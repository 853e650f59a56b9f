// SPDX-License-Identifier: BUSL-1.1
// Copyright (c) 2026 Alfred Jean LLC

//! Target platform tag.

use std::fmt;
use std::str::FromStr;

/// One of the five target platforms a job can build for.
#[derive(Debug, Clone, Copy, PartialEq, Eq, Hash, serde::Serialize, serde::Deserialize)]
#[serde(rename_all = "lowercase")]
pub enum PlatformKind {
    Android,
    Ios,
    Osx,
    Windows,
    Ubuntu,
}

impl PlatformKind {
    pub const ALL: [PlatformKind; 5] = [
        PlatformKind::Android,
        PlatformKind::Ios,
        PlatformKind::Osx,
        PlatformKind::Windows,
        PlatformKind::Ubuntu,
    ];

    /// Whether this platform's toolchain runs under the Apple build backend
    /// (shares keychain/provisioning-profile handling).
    pub fn is_apple(&self) -> bool {
        matches!(self, PlatformKind::Ios | PlatformKind::Osx)
    }

    pub fn as_str(&self) -> &'static str {
        match self {
            PlatformKind::Android => "android",
            PlatformKind::Ios => "ios",
            PlatformKind::Osx => "osx",
            PlatformKind::Windows => "windows",
            PlatformKind::Ubuntu => "ubuntu",
        }
    }
}

impl fmt::Display for PlatformKind {
    fn fmt(&self, f: &mut fmt::Formatter<'_>) -> fmt::Result {
        write!(f, "{}", self.as_str())
    }
}

impl FromStr for PlatformKind {
    type Err = PlatformParseError;

    fn from_str(s: &str) -> Result<Self, Self::Err> {
        match s.to_ascii_lowercase().as_str() {
            "android" => Ok(PlatformKind::Android),
            "ios" => Ok(PlatformKind::Ios),
            "osx" | "macos" => Ok(PlatformKind::Osx),
            "windows" => Ok(PlatformKind::Windows),
            "ubuntu" | "linux" => Ok(PlatformKind::Ubuntu),
            other => Err(PlatformParseError(other.to_string())),
        }
    }
}

#[derive(Debug, thiserror::Error)]
#[error("unknown platform: {0}")]
pub struct PlatformParseError(String);

#[cfg(test)]
#[path = "platform_tests.rs"]
mod tests;
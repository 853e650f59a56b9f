// SPDX-License-Identifier: BUSL-1.1
// Copyright (c) 2026 Alfred Jean LLC

// Allow panic!/unwrap/expect in test code
#![cfg_attr(test, allow(clippy::panic))]
#![cfg_attr(test, allow(clippy::unwrap_used))]
#![cfg_attr(test, allow(clippy::expect_used))]

//! farm-engine: the build-child's five-stage pipeline (init, create,
//! prepare, build, pack), its per-platform backends, the build-child
//! watchdog race, and host disk-pressure cache purging.

pub mod env;
pub mod error;
pub mod fetch;
pub mod ipc;
pub mod logging;
pub mod pipeline;
pub mod platform;
pub mod purge;
pub mod watchdog;

pub use error::BuildError;
pub use ipc::{run_build_child, BuildChildArgs, BuildChildFailure, BuildChildMessage};
pub use pipeline::PipelineContext;
pub use platform::{backend_for, BuildDescriptor, PlatformBackend};
pub use watchdog::{spawn_watchdog, OnceLatch};
// SPDX-License-Identifier: BUSL-1.1
// Copyright (c) 2026 Alfred Jean LLC

//! ID generation abstractions.

use std::sync::atomic::{AtomicU64, Ordering};
use std::sync::Arc;

/// Trait for truncating identifiers to a short prefix.
pub trait ShortId {
    /// Returns a string slice truncated to at most `n` characters.
    fn short(&self, n: usize) -> &str;
}

impl ShortId for str {
    fn short(&self, n: usize) -> &str {
        if self.len() <= n {
            self
        } else {
            &self[..n]
        }
    }
}

/// Define a newtype ID wrapper around `String`.
///
/// Generates `new()`, `as_str()`, `short()`, `Display`, `From<String>`, `From<&str>`,
/// `PartialEq<str>`, `PartialEq<&str>`, and `Borrow<str>` implementations.
///
/// ```ignore
/// define_id! {
///     /// Doc comment for the ID type.
///     pub struct MyId;
/// }
/// ```
#[macro_export]
macro_rules! define_id {
    (
        $(#[$meta:meta])*
        pub struct $name:ident;
    ) => {
        $(#[$meta])*
        #[derive(Debug, Clone, PartialEq, Eq, Hash, serde::Serialize, serde::Deserialize)]
        pub struct $name(pub String);

        impl $name {
            pub fn new(id: impl Into<String>) -> Self {
                Self(id.into())
            }

            pub fn as_str(&self) -> &str {
                &self.0
            }

            /// Returns a string slice truncated to at most `n` characters.
            pub fn short(&self, n: usize) -> &str {
                if self.0.len() <= n {
                    &self.0
                } else {
                    &self.0[..n]
                }
            }
        }

        impl std::fmt::Display for $name {
            fn fmt(&self, f: &mut std::fmt::Formatter<'_>) -> std::fmt::Result {
                write!(f, "{}", self.0)
            }
        }

        impl From<String> for $name {
            fn from(s: String) -> Self {
                Self(s)
            }
        }

        impl From<&str> for $name {
            fn from(s: &str) -> Self {
                Self(s.to_string())
            }
        }

        impl PartialEq<str> for $name {
            fn eq(&self, other: &str) -> bool {
                self.0 == other
            }
        }

        impl PartialEq<&str> for $name {
            fn eq(&self, other: &&str) -> bool {
                self.0 == *other
            }
        }

        impl std::borrow::Borrow<str> for $name {
            fn borrow(&self) -> &str {
                &self.0
            }
        }
    };
}

/// Generates unique identifiers.
pub trait IdGen: Clone + Send + Sync {
    fn next(&self) -> String;
}

/// UUID-based ID generator for production use.
#[derive(Clone, Default)]
pub struct UuidIdGen;

impl IdGen for UuidIdGen {
    fn next(&self) -> String {
        uuid::Uuid::new_v4().to_string()
    }
}

/// Sequential ID generator for testing.
#[derive(Clone)]
pub struct SequentialIdGen {
    prefix: String,
    counter: Arc<AtomicU64>,
}

impl SequentialIdGen {
    pub fn new(prefix: impl Into<String>) -> Self {
        Self {
            prefix: prefix.into(),
            counter: Arc::new(AtomicU64::new(1)),
        }
    }
}

impl Default for SequentialIdGen {
    fn default() -> Self {
        Self::new("id")
    }
}

impl IdGen for SequentialIdGen {
    fn next(&self) -> String {
        let n = self.counter.fetch_add(1, Ordering::SeqCst);
        format!("{}-{}", self.prefix, n)
    }
}

#[cfg(test)]
#[path = "id_tests.rs"]
mod tests;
○ ○ ○ ○ ○
Show the lines of the data that hold the word "characters".

    /// Returns a string slice truncated to at most `n` characters.
            /// Returns a string slice truncated to at most `n` characters.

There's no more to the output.